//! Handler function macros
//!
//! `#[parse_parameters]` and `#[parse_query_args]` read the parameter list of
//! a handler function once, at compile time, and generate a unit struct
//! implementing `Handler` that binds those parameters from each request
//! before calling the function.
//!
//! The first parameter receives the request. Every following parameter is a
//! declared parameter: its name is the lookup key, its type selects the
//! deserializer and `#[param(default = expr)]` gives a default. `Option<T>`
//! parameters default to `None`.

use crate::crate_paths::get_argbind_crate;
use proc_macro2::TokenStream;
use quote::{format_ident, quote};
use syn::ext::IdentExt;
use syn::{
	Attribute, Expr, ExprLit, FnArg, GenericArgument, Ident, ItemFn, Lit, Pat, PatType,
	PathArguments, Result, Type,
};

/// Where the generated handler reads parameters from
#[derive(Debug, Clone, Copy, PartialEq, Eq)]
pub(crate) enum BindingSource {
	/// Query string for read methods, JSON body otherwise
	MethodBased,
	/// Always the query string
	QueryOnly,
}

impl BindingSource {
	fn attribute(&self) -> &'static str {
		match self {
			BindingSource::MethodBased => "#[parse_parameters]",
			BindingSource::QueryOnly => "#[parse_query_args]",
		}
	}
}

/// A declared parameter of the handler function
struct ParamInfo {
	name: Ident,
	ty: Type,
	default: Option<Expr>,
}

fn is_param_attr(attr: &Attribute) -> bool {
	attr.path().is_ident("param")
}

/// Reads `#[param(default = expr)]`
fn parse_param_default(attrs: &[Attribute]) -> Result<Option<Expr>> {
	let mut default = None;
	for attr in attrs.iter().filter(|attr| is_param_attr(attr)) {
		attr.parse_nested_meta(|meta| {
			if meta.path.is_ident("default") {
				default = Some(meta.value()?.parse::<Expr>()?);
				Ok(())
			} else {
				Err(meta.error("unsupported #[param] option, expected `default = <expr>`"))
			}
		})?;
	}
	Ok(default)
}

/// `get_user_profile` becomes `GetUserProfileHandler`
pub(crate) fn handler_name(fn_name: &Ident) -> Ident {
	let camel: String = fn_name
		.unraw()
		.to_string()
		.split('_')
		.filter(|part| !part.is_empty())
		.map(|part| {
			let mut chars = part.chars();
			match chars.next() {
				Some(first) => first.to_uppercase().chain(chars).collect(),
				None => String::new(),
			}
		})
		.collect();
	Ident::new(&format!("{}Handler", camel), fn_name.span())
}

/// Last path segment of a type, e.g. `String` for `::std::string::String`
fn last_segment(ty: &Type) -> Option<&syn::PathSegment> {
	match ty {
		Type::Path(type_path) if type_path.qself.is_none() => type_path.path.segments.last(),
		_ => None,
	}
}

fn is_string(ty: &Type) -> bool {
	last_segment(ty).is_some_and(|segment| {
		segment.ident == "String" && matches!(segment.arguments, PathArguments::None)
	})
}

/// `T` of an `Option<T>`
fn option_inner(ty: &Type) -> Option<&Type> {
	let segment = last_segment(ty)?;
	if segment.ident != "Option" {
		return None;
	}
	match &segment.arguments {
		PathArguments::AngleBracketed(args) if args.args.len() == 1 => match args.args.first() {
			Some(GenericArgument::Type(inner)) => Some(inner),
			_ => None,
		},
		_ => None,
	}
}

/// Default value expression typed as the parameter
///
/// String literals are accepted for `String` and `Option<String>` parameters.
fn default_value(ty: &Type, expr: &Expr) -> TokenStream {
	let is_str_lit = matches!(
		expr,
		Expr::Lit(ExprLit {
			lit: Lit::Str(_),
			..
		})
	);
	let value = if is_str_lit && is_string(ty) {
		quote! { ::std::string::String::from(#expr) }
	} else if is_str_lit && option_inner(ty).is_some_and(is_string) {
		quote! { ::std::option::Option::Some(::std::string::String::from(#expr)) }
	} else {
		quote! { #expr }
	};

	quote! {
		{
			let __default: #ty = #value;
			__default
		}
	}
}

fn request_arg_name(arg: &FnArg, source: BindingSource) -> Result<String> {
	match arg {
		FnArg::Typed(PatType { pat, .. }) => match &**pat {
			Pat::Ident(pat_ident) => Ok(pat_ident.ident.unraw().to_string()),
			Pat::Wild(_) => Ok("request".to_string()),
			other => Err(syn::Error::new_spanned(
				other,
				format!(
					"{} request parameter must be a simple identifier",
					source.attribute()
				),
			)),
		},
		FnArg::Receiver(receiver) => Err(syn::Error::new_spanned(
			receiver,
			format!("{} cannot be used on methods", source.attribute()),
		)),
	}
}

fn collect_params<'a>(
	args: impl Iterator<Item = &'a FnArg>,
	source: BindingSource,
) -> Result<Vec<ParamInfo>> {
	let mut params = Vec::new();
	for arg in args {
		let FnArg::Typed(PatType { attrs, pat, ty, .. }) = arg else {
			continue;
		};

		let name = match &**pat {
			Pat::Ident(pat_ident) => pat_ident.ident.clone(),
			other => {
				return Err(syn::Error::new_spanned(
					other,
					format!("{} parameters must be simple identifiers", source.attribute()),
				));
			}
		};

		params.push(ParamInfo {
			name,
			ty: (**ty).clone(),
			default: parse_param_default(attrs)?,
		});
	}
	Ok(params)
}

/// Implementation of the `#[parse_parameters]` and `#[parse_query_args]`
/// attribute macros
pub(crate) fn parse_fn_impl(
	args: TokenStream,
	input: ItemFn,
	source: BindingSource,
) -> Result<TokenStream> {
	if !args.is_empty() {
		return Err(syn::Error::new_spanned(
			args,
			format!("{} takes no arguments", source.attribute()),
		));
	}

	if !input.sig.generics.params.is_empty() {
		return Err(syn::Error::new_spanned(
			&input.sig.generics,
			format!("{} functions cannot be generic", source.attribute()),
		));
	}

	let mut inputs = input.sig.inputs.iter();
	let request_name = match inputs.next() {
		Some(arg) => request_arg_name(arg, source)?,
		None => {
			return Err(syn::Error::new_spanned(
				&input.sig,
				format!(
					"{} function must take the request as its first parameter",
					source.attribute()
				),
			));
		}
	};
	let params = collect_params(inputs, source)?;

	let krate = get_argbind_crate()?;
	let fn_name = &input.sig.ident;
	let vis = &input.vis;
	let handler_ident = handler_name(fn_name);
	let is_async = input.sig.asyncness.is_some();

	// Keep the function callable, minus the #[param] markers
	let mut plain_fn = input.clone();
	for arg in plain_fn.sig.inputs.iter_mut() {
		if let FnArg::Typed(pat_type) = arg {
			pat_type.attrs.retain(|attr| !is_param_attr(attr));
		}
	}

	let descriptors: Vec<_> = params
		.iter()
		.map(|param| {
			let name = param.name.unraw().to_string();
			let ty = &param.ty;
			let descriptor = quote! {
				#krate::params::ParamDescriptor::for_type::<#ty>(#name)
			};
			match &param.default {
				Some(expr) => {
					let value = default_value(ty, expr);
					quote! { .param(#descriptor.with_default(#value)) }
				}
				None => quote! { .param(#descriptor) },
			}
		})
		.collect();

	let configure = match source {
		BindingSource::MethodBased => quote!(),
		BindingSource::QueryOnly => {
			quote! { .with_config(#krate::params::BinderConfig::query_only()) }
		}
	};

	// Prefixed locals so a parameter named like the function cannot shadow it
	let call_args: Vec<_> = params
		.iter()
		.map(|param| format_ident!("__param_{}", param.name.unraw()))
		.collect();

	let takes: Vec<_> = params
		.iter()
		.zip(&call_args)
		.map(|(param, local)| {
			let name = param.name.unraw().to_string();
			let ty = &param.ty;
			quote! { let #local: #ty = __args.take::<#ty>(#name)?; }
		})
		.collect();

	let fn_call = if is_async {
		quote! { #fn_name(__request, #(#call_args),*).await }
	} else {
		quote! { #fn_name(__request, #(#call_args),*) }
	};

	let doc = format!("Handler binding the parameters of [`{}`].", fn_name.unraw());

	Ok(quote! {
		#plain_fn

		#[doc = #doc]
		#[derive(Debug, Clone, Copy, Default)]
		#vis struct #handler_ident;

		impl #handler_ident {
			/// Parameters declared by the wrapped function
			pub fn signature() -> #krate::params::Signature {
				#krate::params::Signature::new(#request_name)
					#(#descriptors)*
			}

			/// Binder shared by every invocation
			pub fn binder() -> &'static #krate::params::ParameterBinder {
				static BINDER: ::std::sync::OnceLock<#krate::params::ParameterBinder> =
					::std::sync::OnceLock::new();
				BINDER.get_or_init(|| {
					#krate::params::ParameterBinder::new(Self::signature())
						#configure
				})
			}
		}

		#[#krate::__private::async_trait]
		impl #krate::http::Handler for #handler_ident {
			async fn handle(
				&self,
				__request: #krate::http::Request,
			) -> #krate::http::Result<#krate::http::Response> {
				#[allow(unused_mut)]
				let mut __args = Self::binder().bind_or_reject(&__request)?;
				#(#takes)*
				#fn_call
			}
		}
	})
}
━━━━━━━━━━
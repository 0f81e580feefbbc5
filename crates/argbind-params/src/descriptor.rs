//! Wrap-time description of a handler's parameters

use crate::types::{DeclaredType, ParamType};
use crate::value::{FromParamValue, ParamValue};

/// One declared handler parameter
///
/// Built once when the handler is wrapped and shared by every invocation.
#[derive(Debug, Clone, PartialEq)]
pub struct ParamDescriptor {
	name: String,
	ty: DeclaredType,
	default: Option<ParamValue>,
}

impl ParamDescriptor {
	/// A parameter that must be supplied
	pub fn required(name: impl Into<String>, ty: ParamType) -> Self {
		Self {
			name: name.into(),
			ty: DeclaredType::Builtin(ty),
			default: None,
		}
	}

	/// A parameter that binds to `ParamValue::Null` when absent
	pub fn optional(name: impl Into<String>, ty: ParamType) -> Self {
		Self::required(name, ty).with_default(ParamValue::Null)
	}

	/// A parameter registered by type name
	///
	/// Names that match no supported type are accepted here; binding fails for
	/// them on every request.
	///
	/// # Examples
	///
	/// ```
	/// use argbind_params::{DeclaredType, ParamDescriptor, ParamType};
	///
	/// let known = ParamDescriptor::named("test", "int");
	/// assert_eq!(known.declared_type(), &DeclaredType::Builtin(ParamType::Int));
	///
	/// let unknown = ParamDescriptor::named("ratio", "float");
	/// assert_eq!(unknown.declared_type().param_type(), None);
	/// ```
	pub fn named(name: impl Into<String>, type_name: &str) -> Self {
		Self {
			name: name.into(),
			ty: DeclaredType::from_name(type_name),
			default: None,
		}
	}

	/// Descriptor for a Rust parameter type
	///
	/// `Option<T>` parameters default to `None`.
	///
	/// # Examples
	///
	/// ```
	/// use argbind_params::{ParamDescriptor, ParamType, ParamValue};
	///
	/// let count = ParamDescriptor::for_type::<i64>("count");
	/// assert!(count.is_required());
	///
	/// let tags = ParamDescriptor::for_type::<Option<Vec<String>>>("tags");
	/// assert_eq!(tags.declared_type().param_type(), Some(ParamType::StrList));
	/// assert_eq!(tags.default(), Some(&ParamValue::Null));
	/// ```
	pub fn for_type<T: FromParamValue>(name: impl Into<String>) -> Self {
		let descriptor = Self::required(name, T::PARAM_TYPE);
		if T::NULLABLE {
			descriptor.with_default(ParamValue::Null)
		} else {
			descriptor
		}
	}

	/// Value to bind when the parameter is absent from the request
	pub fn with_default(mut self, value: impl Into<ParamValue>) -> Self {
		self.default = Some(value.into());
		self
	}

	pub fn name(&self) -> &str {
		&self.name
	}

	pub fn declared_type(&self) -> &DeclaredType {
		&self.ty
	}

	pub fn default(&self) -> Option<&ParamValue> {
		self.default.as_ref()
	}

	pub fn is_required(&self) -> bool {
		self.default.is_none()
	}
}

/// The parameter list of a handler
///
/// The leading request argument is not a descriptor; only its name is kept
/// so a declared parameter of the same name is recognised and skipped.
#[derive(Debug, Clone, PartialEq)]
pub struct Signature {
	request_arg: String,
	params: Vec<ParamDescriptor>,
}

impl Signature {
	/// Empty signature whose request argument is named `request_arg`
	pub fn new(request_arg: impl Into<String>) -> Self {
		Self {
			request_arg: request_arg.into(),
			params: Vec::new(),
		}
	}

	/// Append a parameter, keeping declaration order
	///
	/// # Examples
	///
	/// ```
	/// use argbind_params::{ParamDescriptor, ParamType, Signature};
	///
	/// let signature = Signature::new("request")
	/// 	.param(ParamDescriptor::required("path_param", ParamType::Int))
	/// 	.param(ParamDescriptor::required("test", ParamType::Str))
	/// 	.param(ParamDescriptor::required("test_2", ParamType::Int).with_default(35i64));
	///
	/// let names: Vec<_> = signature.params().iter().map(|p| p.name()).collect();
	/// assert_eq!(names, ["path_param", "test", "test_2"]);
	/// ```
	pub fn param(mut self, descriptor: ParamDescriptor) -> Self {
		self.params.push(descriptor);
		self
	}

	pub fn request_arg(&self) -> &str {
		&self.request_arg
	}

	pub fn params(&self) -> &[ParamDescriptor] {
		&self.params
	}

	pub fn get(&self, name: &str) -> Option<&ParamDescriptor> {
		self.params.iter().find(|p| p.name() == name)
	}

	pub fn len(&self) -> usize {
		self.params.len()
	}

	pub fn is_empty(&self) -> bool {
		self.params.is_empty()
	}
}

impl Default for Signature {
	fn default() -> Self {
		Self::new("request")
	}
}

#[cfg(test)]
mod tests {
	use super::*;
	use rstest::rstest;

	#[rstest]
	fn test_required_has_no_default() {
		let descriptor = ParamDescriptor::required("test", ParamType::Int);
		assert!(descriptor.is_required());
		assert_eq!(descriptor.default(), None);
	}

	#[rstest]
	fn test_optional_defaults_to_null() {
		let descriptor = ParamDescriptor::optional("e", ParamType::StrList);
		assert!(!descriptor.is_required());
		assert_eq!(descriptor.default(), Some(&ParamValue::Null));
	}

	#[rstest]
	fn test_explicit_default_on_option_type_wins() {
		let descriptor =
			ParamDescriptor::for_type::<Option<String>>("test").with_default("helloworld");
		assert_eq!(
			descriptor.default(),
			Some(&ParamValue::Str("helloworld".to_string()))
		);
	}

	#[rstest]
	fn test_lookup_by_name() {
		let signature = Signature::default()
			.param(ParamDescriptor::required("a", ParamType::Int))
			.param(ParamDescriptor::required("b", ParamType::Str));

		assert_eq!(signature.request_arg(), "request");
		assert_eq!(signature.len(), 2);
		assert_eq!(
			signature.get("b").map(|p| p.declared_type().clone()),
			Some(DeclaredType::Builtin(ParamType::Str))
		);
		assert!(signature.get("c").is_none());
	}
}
━━━━━━━━━━
_Goal of the exercise_
Above are some records. Copy each of their lines that holds the string "methods".

_Exercise response_
	/// Query string for read methods, JSON body otherwise
			format!("{} cannot be used on methods", source.attribute()),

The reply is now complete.